ABOUT THIS EXERCISE: Take each line from the entries that holds "EscrowService" and copy it out.

Collected data
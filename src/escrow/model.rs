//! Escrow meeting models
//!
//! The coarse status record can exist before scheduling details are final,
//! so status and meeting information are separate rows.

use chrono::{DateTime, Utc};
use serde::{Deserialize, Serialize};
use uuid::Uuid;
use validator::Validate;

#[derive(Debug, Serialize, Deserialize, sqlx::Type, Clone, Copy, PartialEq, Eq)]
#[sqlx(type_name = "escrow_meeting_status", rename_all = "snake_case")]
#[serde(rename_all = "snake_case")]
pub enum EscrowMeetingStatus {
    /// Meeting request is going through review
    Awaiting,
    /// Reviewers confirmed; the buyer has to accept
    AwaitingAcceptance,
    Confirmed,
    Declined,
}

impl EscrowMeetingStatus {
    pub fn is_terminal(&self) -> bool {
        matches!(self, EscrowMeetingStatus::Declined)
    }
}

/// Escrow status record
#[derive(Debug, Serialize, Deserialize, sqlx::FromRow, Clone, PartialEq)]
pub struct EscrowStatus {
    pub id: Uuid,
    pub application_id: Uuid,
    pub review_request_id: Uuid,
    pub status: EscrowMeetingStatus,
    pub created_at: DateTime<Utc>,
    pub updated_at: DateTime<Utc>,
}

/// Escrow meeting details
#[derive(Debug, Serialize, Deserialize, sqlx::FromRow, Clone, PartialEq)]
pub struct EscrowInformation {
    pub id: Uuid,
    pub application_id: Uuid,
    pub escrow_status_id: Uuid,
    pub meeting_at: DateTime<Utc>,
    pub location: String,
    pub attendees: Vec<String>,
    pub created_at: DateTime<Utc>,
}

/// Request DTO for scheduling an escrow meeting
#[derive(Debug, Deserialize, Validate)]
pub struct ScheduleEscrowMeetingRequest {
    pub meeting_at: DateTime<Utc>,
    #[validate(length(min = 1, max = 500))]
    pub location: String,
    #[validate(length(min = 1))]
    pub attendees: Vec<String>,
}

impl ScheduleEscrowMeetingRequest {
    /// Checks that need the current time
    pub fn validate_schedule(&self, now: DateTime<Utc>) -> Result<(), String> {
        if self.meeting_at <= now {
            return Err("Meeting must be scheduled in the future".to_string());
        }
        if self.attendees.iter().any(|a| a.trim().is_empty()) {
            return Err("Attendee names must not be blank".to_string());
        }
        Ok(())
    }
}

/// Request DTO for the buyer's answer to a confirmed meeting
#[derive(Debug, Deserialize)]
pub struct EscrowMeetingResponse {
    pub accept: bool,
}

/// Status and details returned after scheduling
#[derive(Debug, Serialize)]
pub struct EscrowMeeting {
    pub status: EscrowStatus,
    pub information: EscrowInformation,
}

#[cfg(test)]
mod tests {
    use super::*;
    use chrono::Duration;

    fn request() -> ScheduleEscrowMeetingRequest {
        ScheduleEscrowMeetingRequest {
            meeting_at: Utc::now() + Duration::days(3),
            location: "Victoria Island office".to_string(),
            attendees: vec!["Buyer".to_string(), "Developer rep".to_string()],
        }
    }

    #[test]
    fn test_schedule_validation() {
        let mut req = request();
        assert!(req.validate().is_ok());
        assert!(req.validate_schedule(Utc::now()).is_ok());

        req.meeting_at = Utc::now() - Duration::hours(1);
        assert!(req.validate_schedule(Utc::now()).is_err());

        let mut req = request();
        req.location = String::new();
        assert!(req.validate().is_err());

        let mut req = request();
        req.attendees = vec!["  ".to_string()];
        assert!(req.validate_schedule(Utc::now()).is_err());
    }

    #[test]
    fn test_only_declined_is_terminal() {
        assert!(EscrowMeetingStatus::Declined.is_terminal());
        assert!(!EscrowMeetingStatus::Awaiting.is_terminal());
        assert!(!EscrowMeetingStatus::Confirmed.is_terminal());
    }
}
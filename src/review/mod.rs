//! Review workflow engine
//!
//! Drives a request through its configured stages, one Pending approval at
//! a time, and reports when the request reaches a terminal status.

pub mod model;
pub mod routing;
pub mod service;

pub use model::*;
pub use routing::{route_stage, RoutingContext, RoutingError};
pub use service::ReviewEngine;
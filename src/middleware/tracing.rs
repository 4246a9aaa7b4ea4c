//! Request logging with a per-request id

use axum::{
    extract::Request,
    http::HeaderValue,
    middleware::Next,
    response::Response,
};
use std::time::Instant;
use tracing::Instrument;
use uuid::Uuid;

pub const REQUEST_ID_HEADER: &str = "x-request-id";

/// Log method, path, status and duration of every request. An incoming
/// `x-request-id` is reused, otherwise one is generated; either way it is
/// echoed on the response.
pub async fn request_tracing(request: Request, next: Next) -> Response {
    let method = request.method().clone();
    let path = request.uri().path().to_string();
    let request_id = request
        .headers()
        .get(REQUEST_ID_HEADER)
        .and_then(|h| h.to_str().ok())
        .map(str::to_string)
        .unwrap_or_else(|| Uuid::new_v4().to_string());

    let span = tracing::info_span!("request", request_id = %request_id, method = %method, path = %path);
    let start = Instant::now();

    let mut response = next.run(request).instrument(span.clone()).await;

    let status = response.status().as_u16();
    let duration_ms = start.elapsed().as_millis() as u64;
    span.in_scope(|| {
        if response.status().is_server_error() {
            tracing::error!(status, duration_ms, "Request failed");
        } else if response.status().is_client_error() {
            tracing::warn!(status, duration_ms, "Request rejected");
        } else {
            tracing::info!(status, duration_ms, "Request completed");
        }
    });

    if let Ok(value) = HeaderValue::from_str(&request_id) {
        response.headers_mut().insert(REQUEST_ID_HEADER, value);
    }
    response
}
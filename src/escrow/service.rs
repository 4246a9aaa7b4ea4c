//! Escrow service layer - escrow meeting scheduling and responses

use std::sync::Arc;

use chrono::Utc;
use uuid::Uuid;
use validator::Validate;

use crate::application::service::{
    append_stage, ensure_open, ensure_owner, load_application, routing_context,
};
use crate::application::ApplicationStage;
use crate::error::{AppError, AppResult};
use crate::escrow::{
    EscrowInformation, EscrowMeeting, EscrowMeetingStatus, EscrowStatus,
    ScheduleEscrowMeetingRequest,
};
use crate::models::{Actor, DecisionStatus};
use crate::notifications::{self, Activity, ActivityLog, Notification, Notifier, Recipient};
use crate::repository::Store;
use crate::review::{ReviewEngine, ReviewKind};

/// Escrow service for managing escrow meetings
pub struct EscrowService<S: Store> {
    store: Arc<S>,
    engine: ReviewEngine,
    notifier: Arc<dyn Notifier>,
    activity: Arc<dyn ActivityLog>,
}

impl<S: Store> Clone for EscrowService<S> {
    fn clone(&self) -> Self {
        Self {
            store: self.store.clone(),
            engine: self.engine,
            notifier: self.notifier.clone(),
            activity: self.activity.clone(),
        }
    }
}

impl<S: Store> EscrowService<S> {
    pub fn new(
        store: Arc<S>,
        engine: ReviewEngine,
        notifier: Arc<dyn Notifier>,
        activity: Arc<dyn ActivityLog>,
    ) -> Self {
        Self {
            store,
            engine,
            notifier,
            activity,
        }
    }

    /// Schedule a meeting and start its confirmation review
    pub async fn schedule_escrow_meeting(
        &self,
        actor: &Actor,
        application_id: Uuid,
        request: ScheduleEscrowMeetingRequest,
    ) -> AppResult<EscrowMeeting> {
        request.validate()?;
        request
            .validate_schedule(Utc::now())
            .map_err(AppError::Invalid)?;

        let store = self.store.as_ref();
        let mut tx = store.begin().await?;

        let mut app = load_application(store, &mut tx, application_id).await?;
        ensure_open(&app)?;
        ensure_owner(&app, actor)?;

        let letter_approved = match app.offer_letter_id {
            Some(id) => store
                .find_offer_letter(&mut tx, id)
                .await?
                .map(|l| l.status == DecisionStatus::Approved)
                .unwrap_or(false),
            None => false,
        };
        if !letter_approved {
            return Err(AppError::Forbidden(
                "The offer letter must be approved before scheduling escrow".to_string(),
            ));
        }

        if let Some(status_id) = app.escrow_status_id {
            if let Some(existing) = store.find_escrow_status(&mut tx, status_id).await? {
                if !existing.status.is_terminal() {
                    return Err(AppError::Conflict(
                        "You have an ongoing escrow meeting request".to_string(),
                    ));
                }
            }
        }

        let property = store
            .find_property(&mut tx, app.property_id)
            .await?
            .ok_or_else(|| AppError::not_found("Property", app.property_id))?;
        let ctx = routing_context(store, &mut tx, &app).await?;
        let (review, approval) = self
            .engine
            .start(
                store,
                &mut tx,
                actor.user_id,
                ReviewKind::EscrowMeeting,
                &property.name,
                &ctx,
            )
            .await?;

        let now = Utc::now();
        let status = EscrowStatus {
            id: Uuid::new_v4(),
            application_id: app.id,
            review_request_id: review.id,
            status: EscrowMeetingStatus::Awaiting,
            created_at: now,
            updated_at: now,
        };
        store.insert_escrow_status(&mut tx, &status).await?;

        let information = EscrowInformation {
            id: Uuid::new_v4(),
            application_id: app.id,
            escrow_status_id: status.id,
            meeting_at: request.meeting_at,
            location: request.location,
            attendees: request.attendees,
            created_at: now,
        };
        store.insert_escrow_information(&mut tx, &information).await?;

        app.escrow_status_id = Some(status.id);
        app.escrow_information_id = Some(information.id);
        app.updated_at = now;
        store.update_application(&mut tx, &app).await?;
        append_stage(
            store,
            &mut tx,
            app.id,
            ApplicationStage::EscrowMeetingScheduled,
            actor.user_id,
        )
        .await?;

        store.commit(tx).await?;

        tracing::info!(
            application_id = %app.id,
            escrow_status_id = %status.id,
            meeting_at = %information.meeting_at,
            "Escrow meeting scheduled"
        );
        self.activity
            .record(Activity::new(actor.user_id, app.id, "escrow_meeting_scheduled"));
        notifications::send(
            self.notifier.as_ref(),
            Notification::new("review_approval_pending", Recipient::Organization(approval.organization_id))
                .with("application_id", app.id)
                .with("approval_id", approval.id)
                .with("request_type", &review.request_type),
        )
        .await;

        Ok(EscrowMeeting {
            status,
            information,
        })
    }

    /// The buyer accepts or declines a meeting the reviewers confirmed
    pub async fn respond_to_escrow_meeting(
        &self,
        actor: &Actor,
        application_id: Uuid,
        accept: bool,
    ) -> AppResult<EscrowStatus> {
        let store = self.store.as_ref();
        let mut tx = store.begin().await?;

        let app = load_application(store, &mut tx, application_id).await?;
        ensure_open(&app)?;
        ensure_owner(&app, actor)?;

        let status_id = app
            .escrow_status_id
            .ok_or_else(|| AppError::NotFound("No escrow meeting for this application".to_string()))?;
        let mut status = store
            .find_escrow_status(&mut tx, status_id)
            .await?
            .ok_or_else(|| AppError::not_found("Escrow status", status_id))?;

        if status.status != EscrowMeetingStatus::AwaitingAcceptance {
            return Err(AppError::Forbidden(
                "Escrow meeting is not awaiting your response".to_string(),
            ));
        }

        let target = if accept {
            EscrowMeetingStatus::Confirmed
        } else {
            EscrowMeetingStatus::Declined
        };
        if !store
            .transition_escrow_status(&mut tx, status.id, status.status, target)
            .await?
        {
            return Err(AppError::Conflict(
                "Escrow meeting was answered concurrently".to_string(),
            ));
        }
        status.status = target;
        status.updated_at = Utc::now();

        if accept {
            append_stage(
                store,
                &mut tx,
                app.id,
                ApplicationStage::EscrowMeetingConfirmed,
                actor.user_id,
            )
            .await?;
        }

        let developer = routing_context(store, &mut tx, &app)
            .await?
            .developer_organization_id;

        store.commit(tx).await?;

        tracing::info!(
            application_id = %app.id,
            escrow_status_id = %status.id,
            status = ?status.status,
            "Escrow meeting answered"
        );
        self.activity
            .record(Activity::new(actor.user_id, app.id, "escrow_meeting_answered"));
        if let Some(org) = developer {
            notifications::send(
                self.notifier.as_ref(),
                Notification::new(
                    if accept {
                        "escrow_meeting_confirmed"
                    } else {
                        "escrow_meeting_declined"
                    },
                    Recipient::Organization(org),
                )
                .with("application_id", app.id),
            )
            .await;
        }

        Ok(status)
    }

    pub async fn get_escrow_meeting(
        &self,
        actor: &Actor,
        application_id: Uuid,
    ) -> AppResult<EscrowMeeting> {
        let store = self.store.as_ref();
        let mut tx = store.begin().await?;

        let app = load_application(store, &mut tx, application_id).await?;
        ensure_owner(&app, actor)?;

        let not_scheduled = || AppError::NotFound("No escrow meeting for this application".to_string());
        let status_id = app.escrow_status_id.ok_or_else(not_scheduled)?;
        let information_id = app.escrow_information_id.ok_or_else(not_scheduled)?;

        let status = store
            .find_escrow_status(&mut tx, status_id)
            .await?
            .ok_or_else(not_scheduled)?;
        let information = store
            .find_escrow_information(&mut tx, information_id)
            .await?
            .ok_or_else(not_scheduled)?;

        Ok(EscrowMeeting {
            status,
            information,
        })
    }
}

EXERCISE OUTPUT:
pub struct EscrowService<S: Store> {
impl<S: Store> Clone for EscrowService<S> {
impl<S: Store> EscrowService<S> {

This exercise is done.